Sourced from SAnews.gov.za

The year 2024 coincides with several historic milestones in the nation’s fight for fundamental human rights and freedoms, says Minister of Sport, Arts and Culture Zizi Kodwa.

“South Africans from all walks of life will be participating in the seventh National Elections since the dawn of democracy and the country, in April, will be celebrating 30 years of democracy in South Africa,” the Minister said on Monday in Pretoria.

He was addressing the launch of Human Rights Month, which is taking place under the theme: “Three Decades of Respect For and Promotion of Human Rights.”

Human Rights Month is observed to remind South Africans about the sacrifices that accompanied the struggle for the attainment of democracy.

“Overall, Human Rights Month serves as a reminder of the ongoing work needed to uphold and protect human rights for all individuals worldwide.
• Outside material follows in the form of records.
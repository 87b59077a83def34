//! Error taxonomy shared by the request executor and the report controller.

use std::time::Duration;
use thiserror::Error;

use crate::types::ReportStatus;

/// Result alias used across the crate.
pub type ApiResult<T> = Result<T, ApiError>;

/// Errors surfaced to callers of the client.
///
/// Transient classes (`RateLimited`, `Server`, `Transport`) are only returned
/// once the retry budget is spent; the rest are returned on first sight.
#[derive(Debug, Error)]
pub enum ApiError {
    /// HTTP 401/403, or a failed token exchange. Never retried.
    #[error("Authentication failed{}: {message}", fmt_status(.status))]
    Auth {
        status: Option<u16>,
        message: String,
    },

    /// HTTP 429 on every attempt.
    #[error("Rate limit exceeded after {attempts} attempts: {message}")]
    RateLimited {
        attempts: u32,
        message: String,
        retry_after: Option<Duration>,
    },

    /// A retryable status (5xx, or any other configured retryable status) on every attempt.
    #[error("Server error (HTTP {status}) after {attempts} attempts: {message}")]
    Server {
        status: u16,
        attempts: u32,
        message: String,
    },

    /// Connection or timeout failure on every attempt.
    #[error("Transport error after {attempts} attempts: {source}")]
    Transport {
        attempts: u32,
        #[source]
        source: reqwest::Error,
    },

    /// Non-retryable 4xx: the request itself is wrong.
    #[error("Request error (HTTP {status}): {message}")]
    Client { status: u16, message: String },

    /// Report polling budget spent before the job reached a terminal status.
    #[error(
        "Report {job_id} not ready after {attempts} attempts ({elapsed:.1?}). Last status: {}",
        fmt_report_status(.last_status)
    )]
    ReportTimeout {
        job_id: String,
        attempts: u32,
        elapsed: Duration,
        last_status: Option<ReportStatus>,
    },

    /// The remote system reported the job as failed.
    #[error("Report {job_id} failed after {attempts} attempts ({elapsed:.1?})")]
    ReportFailed {
        job_id: String,
        attempts: u32,
        elapsed: Duration,
    },

    /// A caller precondition was violated; no network call was made.
    #[error("Invalid request: {0}")]
    Validation(String),

    /// The server answered successfully but the body was not what we expected.
    #[error("Invalid response: {0}")]
    InvalidResponse(String),

    #[error("Configuration error: {0}")]
    Config(String),

    /// The session's cancellation token fired while the call was suspended.
    #[error("Request cancelled")]
    Cancelled,
}

fn fmt_status(status: &Option<u16>) -> String {
    status.map(|s| format!(" (HTTP {})", s)).unwrap_or_default()
}

fn fmt_report_status(status: &Option<ReportStatus>) -> String {
    status.map(|s| s.to_string()).unwrap_or_else(|| "unknown".to_string())
}

impl ApiError {
    pub fn validation(msg: impl Into<String>) -> Self {
        Self::Validation(msg.into())
    }

    pub fn config(msg: impl Into<String>) -> Self {
        Self::Config(msg.into())
    }

    pub fn invalid_response(msg: impl Into<String>) -> Self {
        Self::InvalidResponse(msg.into())
    }

    /// Whether the error class is transient, i.e. retrying at a higher level may help.
    #[must_use]
    pub fn is_retryable(&self) -> bool {
        matches!(
            self,
            Self::RateLimited { .. }
                | Self::Server { .. }
                | Self::Transport { .. }
                | Self::ReportTimeout { .. }
        )
    }

    /// HTTP status code carried by the error, if any.
    #[must_use]
    pub fn status(&self) -> Option<u16> {
        match self {
            Self::Auth { status, .. } => *status,
            Self::RateLimited { .. } => Some(429),
            Self::Server { status, .. } | Self::Client { status, .. } => Some(*status),
            Self::Transport { source, .. } => source.status().map(|s| s.as_u16()),
            _ => None,
        }
    }

    /// Number of attempts made before the error was surfaced, if tracked.
    #[must_use]
    pub fn attempts(&self) -> Option<u32> {
        match self {
            Self::RateLimited { attempts, .. }
            | Self::Server { attempts, .. }
            | Self::Transport { attempts, .. }
            | Self::ReportTimeout { attempts, .. }
            | Self::ReportFailed { attempts, .. } => Some(*attempts),
            _ => None,
        }
    }
}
It encourages reflection, action, and solidarity in the pursuit of a more just and equitable world.

“From 1994 to date, South Africa underwent a radical transition from the oppressive apartheid regime, with its system founded on parliamentary sovereignty, to a constitutional democracy committed to the creation of a society based on democratic values, social justice and fundamental human rights,” the Minister said.

Outlining the programme for Human Rights Month, he said the commemoration of the National Human Rights Day is planned for 21 March 2024 at the George Thabe Stadium, in Sharpeville.

“The hosting of the event in Sharpeville symbolises government’s commitment to honour sacrifices made by those who fought and died for our liberation in Sharpeville and other townships across the land.  It makes sense that we take the commemoration of the day to the place where it originated.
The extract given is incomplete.